Gadis ini mendesah kesal. Ia mulai membandingkan The Prof yang meskipun misterius, tetapi memberi penjelasan sangat mendetail, berbeda dengan Mr. Samael yang selalu sok misterius.


"Begini, penggunaan kekuatan bakat kalian itu selalu menguras energi. Tak hanya energi fisik, tetapi juga energi jiwa. Itulah kenapa kalian harus melatihnya, agar bisa mengatur penggunaan energi jiwa dalam penggunaan bakat,” Mr. Samael berhenti sejenak. “Penggunaan energi yang berlebihan akan membuat kalian bukan hanya tidak fokus, bahkan bisa menyebabkan hilang kesadaran. Alasan itulah kenapa Summer Battle dibuat kelompok agar kalian bisa saling mendukung."


Mr. Samael terus berjalan sambil menerangkan. "Sepertinya Pangeran Kecil kami sudah terlalu memforsir energinya, baik secara fisik maupun  jiwa."


Elle tersenyum mendengar Mr. Samael menyebut Adniel Pangeran Kecil kami. Sedetik kemudian ia baru menyadari bahwa mereka berdua memang dari ras yang sama dan status Adniel memang seorang pangeran.


"Saya sendiri baru menyadarinya saat makan bersama. Anak itu begitu menghindari semua peralatan makan kita yang memang terbuat dari tembaga. Itu salah satu ciri awal seseorang yang sudah dirasuki roh. Tembaga adalah hal yang  yang paling menyakitkan bagi roh, mampu melemahkan roh meskipun dia sedang mendiami inangnya."


Seketika Elle teringat ketika Adniel waswas terhadap pisaunya. Ternyata ia bukan khawatir tentang tajamnya mata pisau, melainkan takut bersentuhan dengan tembaga.


"Sir, saya masih penasaran. Kenapa roh itu bermaksud menyakiti para siswa?"


"Bukankah kau juga mendengarnya, Nak?" tanya Mr. Samael, "Roh tidak ingin sekolah dibuka lagi."


Elle tampak berpikir keras. Ia mencubiti bibir bawah berulang kali. "Apakah memang kemauan dari roh itu sendiri?"


Mr. Samael melirik murid perempuannya. "Kau punya suatu pemikiran rupanya. Coba kemukakan apa yang terlintas dalam pikiranmu?"


Elle tertunduk. Ia tersipu mendengar nada pujian dalam kalimat guru tampannya itu. "Itu hanya pikiran selintas, Sir. Menurutku, ada yang memerintahkan roh itu ...." Suara Elle semakin lirih di ujung kalimatnya.


Mr. Samael terdiam dan menghentikan langkah. Membuat Elle yang memang berjalan di sisinya turut berhenti. Ia menatap sang murid. "Terkadang kita harus berhati-hati dengan apa yang kita pikirkan. Tidak semua hal perlu diungkapkan."


Elle mengangguk. Ia menyadari bahwa kalimat terakhirnya seperti sebuah ungkapan ramalan buruk. Dan itu adalah hal tabu di Maple Academy.


Dengan isyarat anggukan kepala, mereka berdua kembali melanjutkan langkah. Kini tiga orang dan seekor puma sedang melintasi Villagic yang masih sepi. Tidak ada kesibukan apa pun. Dan kedua guru merasa beruntung dengan situasi tersebut.


"Sir, satu pertanyaan terakhir."


Mr. Samel mendesah. "Kautahu, Nak. The Prof selalu membahasakan tentang dirimu dengan satu kata. Buku Ensiklopedia. Dia bilang kau akan terus bertanya sampai rasa ingin tahumu habis tak bersisa. Kamu laksana buku ensiklopedia yang berisi semua hal yang sudah kau tanyakan."

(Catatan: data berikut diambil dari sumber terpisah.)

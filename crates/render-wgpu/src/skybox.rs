use phongview_assets::ImageData;
use phongview_render::{SkyboxSettings, Stage};
use wgpu::util::DeviceExt;

use crate::RenderError;
use crate::mesh::{GpuMesh, Vertex};
use crate::pipeline::{self, PipelineDesc};
use crate::shaders;
use crate::texture::{GpuTexture, sampled_layout};

/// Cube-mapped background drawn before any scene geometry.
pub struct Skybox {
    pipeline: wgpu::RenderPipeline,
    bind_group: wgpu::BindGroup,
    cube: GpuMesh,
}

impl Skybox {
    pub fn load(
        device: &wgpu::Device,
        queue: &wgpu::Queue,
        globals_layout: &wgpu::BindGroupLayout,
        settings: &SkyboxSettings,
    ) -> Result<Self, RenderError> {
        let faces = phongview_assets::load_cube_faces(&settings.prefix, &settings.extension)
            .map_err(RenderError::Skybox)?;
        let skybox = Self::from_faces(device, queue, globals_layout, &faces);
        tracing::info!(
            "loaded skybox {}*.{} ({}px faces)",
            settings.prefix,
            settings.extension,
            faces[0].width
        );
        Ok(skybox)
    }

    pub fn from_faces(
        device: &wgpu::Device,
        queue: &wgpu::Queue,
        globals_layout: &wgpu::BindGroupLayout,
        faces: &[ImageData; 6],
    ) -> Self {
        let size = faces[0].width.max(1);
        let data: Vec<u8> = faces.iter().flat_map(|f| f.rgba.iter().copied()).collect();
        let texture = device.create_texture_with_data(
            queue,
            &wgpu::TextureDescriptor {
                label: Some("skybox_texture"),
                size: wgpu::Extent3d {
                    width: size,
                    height: size,
                    depth_or_array_layers: 6,
                },
                mip_level_count: 1,
                sample_count: 1,
                dimension: wgpu::TextureDimension::D2,
                format: GpuTexture::FORMAT,
                usage: wgpu::TextureUsages::TEXTURE_BINDING | wgpu::TextureUsages::COPY_DST,
                view_formats: &[],
            },
            wgpu::util::TextureDataOrder::LayerMajor,
            &data,
        );
        let view = texture.create_view(&wgpu::TextureViewDescriptor {
            label: Some("skybox_view"),
            dimension: Some(wgpu::TextureViewDimension::Cube),
            ..Default::default()
        });
        let sampler = device.create_sampler(&wgpu::SamplerDescriptor {
            label: Some("skybox_sampler"),
            address_mode_u: wgpu::AddressMode::ClampToEdge,
            address_mode_v: wgpu::AddressMode::ClampToEdge,
            address_mode_w: wgpu::AddressMode::ClampToEdge,
            mag_filter: wgpu::FilterMode::Linear,
            min_filter: wgpu::FilterMode::Linear,
            ..Default::default()
        });

        let layout = sampled_layout(device, "skybox_layout", wgpu::TextureViewDimension::Cube);
        let bind_group = device.create_bind_group(&wgpu::BindGroupDescriptor {
            label: Some("skybox_bind_group"),
            layout: &layout,
            entries: &[
                wgpu::BindGroupEntry {
                    binding: 0,
                    resource: wgpu::BindingResource::TextureView(&view),
                },
                wgpu::BindGroupEntry {
                    binding: 1,
                    resource: wgpu::BindingResource::Sampler(&sampler),
                },
            ],
        });

        let shader = device.create_shader_module(wgpu::ShaderModuleDescriptor {
            label: Some("sky_shader"),
            source: wgpu::ShaderSource::Wgsl(shaders::SKY_SHADER.into()),
        });
        let pipeline_layout = device.create_pipeline_layout(&wgpu::PipelineLayoutDescriptor {
            label: Some("sky_pipeline_layout"),
            bind_group_layouts: &[globals_layout, &layout],
            push_constant_ranges: &[],
        });
        let pipeline = pipeline::build(
            device,
            &PipelineDesc {
                label: "sky_pipeline",
                layout: &pipeline_layout,
                shader: &shader,
                vs_entry: "vs_sky",
                fs_entry: "fs_sky",
                vertex: Vertex::layout(),
                color_format: GpuTexture::FORMAT,
                state: Stage::Sky.pass_state(),
            },
        );

        let cube = GpuMesh::upload(device, &phongview_assets::cube(2.0));

        Self {
            pipeline,
            bind_group,
            cube,
        }
    }

    /// Globals must already be bound at group 0.
    pub fn draw(&self, pass: &mut wgpu::RenderPass<'_>) {
        pass.set_pipeline(&self.pipeline);
        pass.set_bind_group(1, &self.bind_group, &[]);
        self.cube.draw(pass);
    }
}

Elle nyengir sementara Miss Grweyinn yang tampaknya mendengar ungkapan Buku Ensiklopedia terkekeh. Uniknya gadis itu tidak merasa terhina.


"Sir, satu pertanyaan lagi."


"Baiklah." Mr. Samael akhirnya menjawab dengan tak acuh.

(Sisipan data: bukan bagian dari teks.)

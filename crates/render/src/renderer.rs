use std::fmt::Write as _;

use glam::{Mat4, Vec3};

use crate::frame::FramePlan;
use crate::scene::{MeshSource, Scene};

/// Camera/view configuration for rendering.
#[derive(Debug, Clone, Copy, PartialEq)]
pub struct RenderView {
    /// Camera position in world space.
    pub eye: Vec3,
    /// Point the camera is looking at.
    pub target: Vec3,
    /// Vertical field of view in degrees.
    pub fov_degrees: f32,
}

impl Default for RenderView {
    fn default() -> Self {
        Self {
            eye: Vec3::ZERO,
            target: Vec3::NEG_Z,
            fov_degrees: 60.0,
        }
    }
}

impl RenderView {
    pub fn view_matrix(&self) -> Mat4 {
        Mat4::look_at_rh(self.eye, self.target, Vec3::Y)
    }
}

/// Renderer-agnostic interface. All renderers implement this trait.
///
/// The renderer reads the scene and a view, then produces output. It never
/// mutates the scene; animation is advanced by the owner through
/// [`Scene::update`].
pub trait Renderer {
    /// The output type produced by this renderer.
    type Output;

    /// Render one frame from the given scene and view.
    fn render(&self, scene: &Scene, view: &RenderView) -> Self::Output;
}

/// Prints the frame plan instead of drawing it.
///
/// Used by the CLI and tests to inspect pass ordering without a GPU.
#[derive(Debug, Default)]
pub struct DebugTextRenderer {
    /// Whether a sky box is assumed to be loaded.
    pub sky_available: bool,
}

impl DebugTextRenderer {
    pub fn new() -> Self {
        Self::default()
    }

    pub fn with_sky(sky_available: bool) -> Self {
        Self { sky_available }
    }
}

impl Renderer for DebugTextRenderer {
    type Output = String;

    fn render(&self, scene: &Scene, view: &RenderView) -> String {
        let plan = FramePlan::build(scene, view.view_matrix(), self.sky_available);
        let mut out = String::new();

        let _ = writeln!(
            out,
            "=== Frame (angle={:.3} rad, effect={}) ===",
            scene.angle(),
            plan.effect.name()
        );
        let _ = writeln!(out, "Objects: {}", scene.objects().len());
        let _ = writeln!(
            out,
            "Camera: eye=({:.1}, {:.1}, {:.1}) target=({:.1}, {:.1}, {:.1}) fov={:.0}",
            view.eye.x, view.eye.y, view.eye.z, view.target.x, view.target.y, view.target.z,
            view.fov_degrees
        );

        for stage in &plan.stages {
            let _ = writeln!(out, "[{}]", stage.name());
            for draw in plan.draws(*stage) {
                let object = &scene.objects()[draw.object_index];
                let p = draw.model.transform_point3(Vec3::ZERO);
                let _ = writeln!(
                    out,
                    "  {} ({}) depth={:.2} pos=({:.2}, {:.2}, {:.2})",
                    object.name,
                    mesh_label(&object.mesh),
                    draw.depth,
                    p.x,
                    p.y,
                    p.z
                );
            }
        }

        out
    }
}

fn mesh_label(mesh: &MeshSource) -> String {
    match mesh {
        MeshSource::File { path } => path.display().to_string(),
        MeshSource::Cube { size } => format!("cube {size}"),
        MeshSource::Terrain { columns, rows, .. } => format!("terrain {columns}x{rows}"),
    }
}

#[cfg(test)]
mod tests {
    use super::*;
    use crate::{BlendMode, SceneConfig, SceneObject};
    use phongview_common::Transform;

    #[test]
    fn debug_renderer_empty_scene() {
        let scene = Scene::new(SceneConfig {
            objects: Vec::new(),
            ..SceneConfig::default()
        });
        let output = DebugTextRenderer::new().render(&scene, &RenderView::default());

        assert!(output.contains("Objects: 0"));
        assert!(output.contains("effect=passthrough"));
        assert!(!output.contains("[sky]"));
        assert!(output.contains("[post_process]"));
    }

    #[test]
    fn debug_renderer_lists_passes_in_order() {
        let scene = Scene::new(SceneConfig {
            objects: vec![
                SceneObject {
                    name: "glass".into(),
                    blend: BlendMode::Transparent,
                    transform: Transform::from_position(Vec3::new(0.0, 0.0, -4.0)),
                    ..SceneObject::default()
                },
                SceneObject {
                    name: "rock".into(),
                    transform: Transform::from_position(Vec3::new(0.0, 0.0, -8.0)),
                    ..SceneObject::default()
                },
            ],
            ..SceneConfig::default()
        });
        let output = DebugTextRenderer::with_sky(true).render(&scene, &RenderView::default());

        let sky = output.find("[sky]").unwrap();
        let opaque = output.find("[opaque]").unwrap();
        let rock = output.find("rock (cube 1)").unwrap();
        let transparent = output.find("[transparent]").unwrap();
        let glass = output.find("glass").unwrap();
        let post = output.find("[post_process]").unwrap();
        assert!(sky < opaque && opaque < rock && rock < transparent);
        assert!(transparent < glass && glass < post);
        assert!(output.contains("depth=8.00"));
    }

    #[test]
    fn render_view_default_looks_down_negative_z() {
        let view = RenderView::default();
        assert_eq!(view.fov_degrees, 60.0);
        let p = view.view_matrix().transform_point3(Vec3::new(0.0, 0.0, -3.0));
        assert!((p - Vec3::new(0.0, 0.0, -3.0)).length() < 1e-6);
    }
}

"Apa yang akan terjadi dengan roh itu?" Elle bertanya lurus sementara matanya menatap ke dalam tabung yang berisi asap hitam di tangan gurunya.

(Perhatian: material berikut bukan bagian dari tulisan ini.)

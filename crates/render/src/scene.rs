use std::f32::consts::TAU;
use std::path::PathBuf;

use glam::{Mat4, Quat, Vec3};
use phongview_common::Transform;
use serde::{Deserialize, Serialize};

use crate::SceneConfig;

/// Where an object's geometry comes from.
#[derive(Debug, Clone, PartialEq, Serialize, Deserialize)]
#[serde(tag = "kind", rename_all = "snake_case")]
pub enum MeshSource {
    /// OBJ or glTF file.
    File { path: PathBuf },
    Cube {
        #[serde(default = "one")]
        size: f32,
    },
    /// Grid on the XZ plane, optionally displaced by a height map image.
    Terrain {
        #[serde(default = "ten")]
        width: f32,
        #[serde(default = "ten")]
        depth: f32,
        #[serde(default = "fifty")]
        columns: u32,
        #[serde(default = "fifty")]
        rows: u32,
        #[serde(default = "five")]
        max_height: f32,
        #[serde(default)]
        heightmap: Option<PathBuf>,
    },
}

fn one() -> f32 {
    1.0
}
fn five() -> f32 {
    5.0
}
fn ten() -> f32 {
    10.0
}
fn fifty() -> u32 {
    50
}

/// Which pass draws the object.
#[derive(Debug, Clone, Copy, Default, PartialEq, Eq, Serialize, Deserialize)]
#[serde(rename_all = "snake_case")]
pub enum BlendMode {
    #[default]
    Opaque,
    /// Alpha blended, no depth writes.
    Transparent,
}

/// Base colour multiplied with the texture, plus overall opacity.
#[derive(Debug, Clone, Copy, PartialEq, Serialize, Deserialize)]
#[serde(default)]
pub struct MaterialSettings {
    pub color: Vec3,
    pub opacity: f32,
}

impl Default for MaterialSettings {
    fn default() -> Self {
        Self {
            color: Vec3::ONE,
            opacity: 1.0,
        }
    }
}

/// Continuous rotation around `axis` through the object's position.
///
/// `orbit_offset` is applied after the rotation, so a non-zero offset makes
/// the object circle its position instead of spinning in place.
#[derive(Debug, Clone, Copy, PartialEq, Serialize, Deserialize)]
#[serde(default)]
pub struct Spin {
    pub axis: Vec3,
    pub orbit_offset: Vec3,
}

impl Default for Spin {
    fn default() -> Self {
        Self {
            axis: Vec3::Y,
            orbit_offset: Vec3::ZERO,
        }
    }
}

#[derive(Debug, Clone, PartialEq, Serialize, Deserialize)]
#[serde(default)]
pub struct SceneObject {
    pub name: String,
    pub mesh: MeshSource,
    pub texture: Option<PathBuf>,
    pub material: MaterialSettings,
    pub blend: BlendMode,
    pub transform: Transform,
    pub spin: Option<Spin>,
}

impl Default for SceneObject {
    fn default() -> Self {
        Self {
            name: "object".into(),
            mesh: MeshSource::Cube { size: 1.0 },
            texture: None,
            material: MaterialSettings::default(),
            blend: BlendMode::Opaque,
            transform: Transform::default(),
            spin: None,
        }
    }
}

impl SceneObject {
    /// World matrix at the given scene angle (radians).
    pub fn model_matrix(&self, angle: f32) -> Mat4 {
        let Some(spin) = self.spin else {
            return self.transform.matrix();
        };
        let axis = spin.axis.try_normalize().unwrap_or(Vec3::Y);
        Mat4::from_translation(self.transform.position)
            * Mat4::from_quat(Quat::from_axis_angle(axis, angle))
            * Mat4::from_translation(spin.orbit_offset)
            * Mat4::from_quat(self.transform.rotation)
            * Mat4::from_scale(self.transform.scale)
    }
}

/// Scene configuration plus the animation clock.
#[derive(Debug, Clone)]
pub struct Scene {
    pub config: SceneConfig,
    angle: f32,
}

impl Scene {
    pub fn new(config: SceneConfig) -> Self {
        Self { config, angle: 0.0 }
    }

    pub fn objects(&self) -> &[SceneObject] {
        &self.config.objects
    }

    /// Current rotation angle in radians, in `[0, 2π)`.
    pub fn angle(&self) -> f32 {
        self.angle
    }

    /// Advance the animation by `dt` seconds.
    pub fn update(&mut self, dt: f32) {
        let angle = (self.angle + self.config.rotation_speed * dt).rem_euclid(TAU);
        // rem_euclid rounds tiny negative angles up to exactly TAU.
        self.angle = if angle < TAU { angle } else { 0.0 };
    }
}

#[cfg(test)]
mod tests {
    use super::*;
    use std::f32::consts::FRAC_PI_2;

    fn approx(a: Vec3, b: Vec3) -> bool {
        (a - b).length() < 1e-4
    }

    #[test]
    fn static_object_uses_plain_transform() {
        let object = SceneObject {
            transform: Transform::from_position(Vec3::new(1.0, 2.0, 3.0)),
            ..SceneObject::default()
        };
        assert_eq!(object.model_matrix(1.0), object.transform.matrix());
    }

    #[test]
    fn orbiting_object_circles_its_position() {
        let object = SceneObject {
            transform: Transform::from_position(Vec3::new(0.0, 0.0, -5.0)),
            spin: Some(Spin {
                axis: Vec3::Y,
                orbit_offset: Vec3::new(0.0, 0.0, 2.0),
            }),
            ..SceneObject::default()
        };
        let origin = |angle| object.model_matrix(angle).transform_point3(Vec3::ZERO);
        assert!(approx(origin(0.0), Vec3::new(0.0, 0.0, -3.0)));
        assert!(approx(origin(FRAC_PI_2), Vec3::new(2.0, 0.0, -5.0)));
    }

    #[test]
    fn spinning_in_place_keeps_origin() {
        let object = SceneObject {
            transform: Transform::from_position(Vec3::new(0.0, -1.0, -3.0)),
            spin: Some(Spin {
                axis: Vec3::new(1.0, 1.0, 0.0),
                orbit_offset: Vec3::ZERO,
            }),
            ..SceneObject::default()
        };
        let p = object.model_matrix(2.0).transform_point3(Vec3::ZERO);
        assert!(approx(p, Vec3::new(0.0, -1.0, -3.0)));
    }

    #[test]
    fn update_advances_and_wraps() {
        let mut scene = Scene::new(SceneConfig {
            rotation_speed: 1.0,
            ..SceneConfig::default()
        });
        scene.update(0.5);
        assert!((scene.angle() - 0.5).abs() < 1e-6);
        scene.update(TAU);
        assert!((scene.angle() - 0.5).abs() < 1e-4);
        assert!(scene.angle() < TAU);
    }

    #[test]
    fn reverse_spin_stays_below_full_turn() {
        let mut scene = Scene::new(SceneConfig {
            rotation_speed: -1.0,
            ..SceneConfig::default()
        });
        scene.update(1e-9);
        assert!(scene.angle() >= 0.0 && scene.angle() < TAU);
        scene.update(FRAC_PI_2);
        assert!((scene.angle() - (TAU - FRAC_PI_2)).abs() < 1e-4);
    }

    #[test]
    fn mesh_source_yaml_defaults() {
        let source: MeshSource = serde_yaml::from_str("kind: terrain\ncolumns: 8\n").unwrap();
        assert_eq!(
            source,
            MeshSource::Terrain {
                width: 10.0,
                depth: 10.0,
                columns: 8,
                rows: 50,
                max_height: 5.0,
                heightmap: None,
            }
        );
    }
}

Mr. Samael terdiam. Ia terus melangkah membiarkan Elle penasaran. "Mengenai  hal itu, hanya kepala sekolah yang tahu. Saat kita tiba di Academy, kita akan akan menyelesaikan tugas kita. Miss Grewyinn akan meramu penawar racun. Aku akan menyerahkan botol ini ke kepala sekolah, dan kau harus memandu puma itu ke klinik dan langsung bertemu Madam Polina."


Saat itulah Elle baru menyadari mereka sudah tiba di depan gerbang Academy. Saat gadis itu  menoleh hendak berpamitan, Mr. Samael sudah menghilang dari pandangannya.


Ia mendesah lalu mempercepat langkahnya untuk mengikuti Miss Grewyinn ke Laboratorium Farmasi dan langsung melesat ke klinik.